Dataset records below:

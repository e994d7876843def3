//! Resource governor for the extractor worker pool.
//!
//! Samples CPU and memory pressure, maintains an EMA of both, and scales a
//! concurrency factor in `[0.1, 3.0]` around the baseline worker count:
//! sustained pressure above 90% throttles, sustained idle below 10% boosts.

use std::sync::atomic::{AtomicU64, Ordering};
use std::sync::Mutex;
use sysinfo::System;

const EMA_ALPHA: f64 = 0.3;
const FACTOR_MIN: f64 = 0.1;
const FACTOR_MAX: f64 = 3.0;
const PRESSURE_HIGH: f64 = 90.0;
const IDLE_LOW: f64 = 10.0;

pub struct ResourceGovernor {
    sys: Mutex<System>,
    cpu_ema: AtomicU64,
    mem_ema: AtomicU64,
    factor: AtomicU64,
}

fn store_f64(slot: &AtomicU64, value: f64) {
    slot.store(value.to_bits(), Ordering::Relaxed);
}

fn load_f64(slot: &AtomicU64) -> f64 {
    f64::from_bits(slot.load(Ordering::Relaxed))
}

impl ResourceGovernor {
    #[must_use]
    pub fn new() -> Self {
        let gov = Self {
            sys: Mutex::new(System::new()),
            cpu_ema: AtomicU64::new(0),
            mem_ema: AtomicU64::new(0),
            factor: AtomicU64::new(0),
        };
        store_f64(&gov.cpu_ema, 50.0);
        store_f64(&gov.mem_ema, 50.0);
        store_f64(&gov.factor, 1.0);
        gov
    }

    /// Takes one sample and updates the concurrency factor.
    pub fn sample(&self) {
        let (cpu, mem) = {
            let Ok(mut sys) = self.sys.lock() else { return };
            sys.refresh_cpu_usage();
            sys.refresh_memory();
            let cpu = f64::from(sys.global_cpu_usage());
            let total = sys.total_memory();
            let mem = if total == 0 {
                0.0
            } else {
                sys.used_memory() as f64 / total as f64 * 100.0
            };
            (cpu, mem)
        };
        self.apply_sample(cpu, mem);
    }

    /// EMA update and factor adjustment, separated for testability.
    pub fn apply_sample(&self, cpu_pct: f64, mem_pct: f64) {
        let cpu = EMA_ALPHA * cpu_pct + (1.0 - EMA_ALPHA) * load_f64(&self.cpu_ema);
        let mem = EMA_ALPHA * mem_pct + (1.0 - EMA_ALPHA) * load_f64(&self.mem_ema);
        store_f64(&self.cpu_ema, cpu);
        store_f64(&self.mem_ema, mem);

        let mut factor = load_f64(&self.factor);
        if cpu > PRESSURE_HIGH || mem > PRESSURE_HIGH {
            factor *= 0.8;
        } else if cpu < IDLE_LOW && mem < PRESSURE_HIGH {
            factor *= 1.15;
        } else {
            // Drift back toward neutral when pressure is moderate.
            factor += (1.0 - factor) * 0.1;
        }
        store_f64(&self.factor, factor.clamp(FACTOR_MIN, FACTOR_MAX));
    }

    #[must_use]
    pub fn factor(&self) -> f64 {
        load_f64(&self.factor)
    }

    #[must_use]
    pub fn cpu_ema(&self) -> f64 {
        load_f64(&self.cpu_ema)
    }

    #[must_use]
    pub fn mem_ema(&self) -> f64 {
        load_f64(&self.mem_ema)
    }

    /// Active worker target around the baseline, never below one.
    #[must_use]
    pub fn worker_target(&self, baseline: usize) -> usize {
        let scaled = (baseline as f64 * self.factor()).round() as usize;
        scaled.clamp(1, baseline.saturating_mul(3).max(1))
    }
}

impl Default for ResourceGovernor {
    fn default() -> Self {
        Self::new()
    }
}

#[cfg(test)]
mod tests {
    use super::*;

    #[test]
    fn test_sustained_pressure_throttles() {
        let gov = ResourceGovernor::new();
        for _ in 0..30 {
            gov.apply_sample(98.0, 60.0);
        }
        assert!(gov.factor() < 0.5);
        assert_eq!(gov.worker_target(4), 1);
    }

    #[test]
    fn test_sustained_idle_boosts() {
        let gov = ResourceGovernor::new();
        for _ in 0..60 {
            gov.apply_sample(2.0, 30.0);
        }
        assert!(gov.factor() > 1.5);
        assert!(gov.worker_target(4) > 4);
    }

    #[test]
    fn test_factor_stays_in_bounds() {
        let gov = ResourceGovernor::new();
        for _ in 0..500 {
            gov.apply_sample(100.0, 100.0);
        }
        assert!(gov.factor() >= FACTOR_MIN);
        for _ in 0..500 {
            gov.apply_sample(0.0, 0.0);
        }
        assert!(gov.factor() <= FACTOR_MAX);
        assert!(gov.worker_target(4) <= 12);
    }

    #[test]
    fn test_moderate_load_drifts_to_neutral() {
        let gov = ResourceGovernor::new();
        for _ in 0..100 {
            gov.apply_sample(0.0, 0.0);
        }
        for _ in 0..200 {
            gov.apply_sample(50.0, 50.0);
        }
        assert!((gov.factor() - 1.0).abs() < 0.1);
    }
}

End of Dataset records.

- Exercise -
Your answer should hold every line of the entries that contains the string "Relaxed".

- Solved problem -
    slot.store(value.to_bits(), Ordering::Relaxed);
    f64::from_bits(slot.load(Ordering::Relaxed))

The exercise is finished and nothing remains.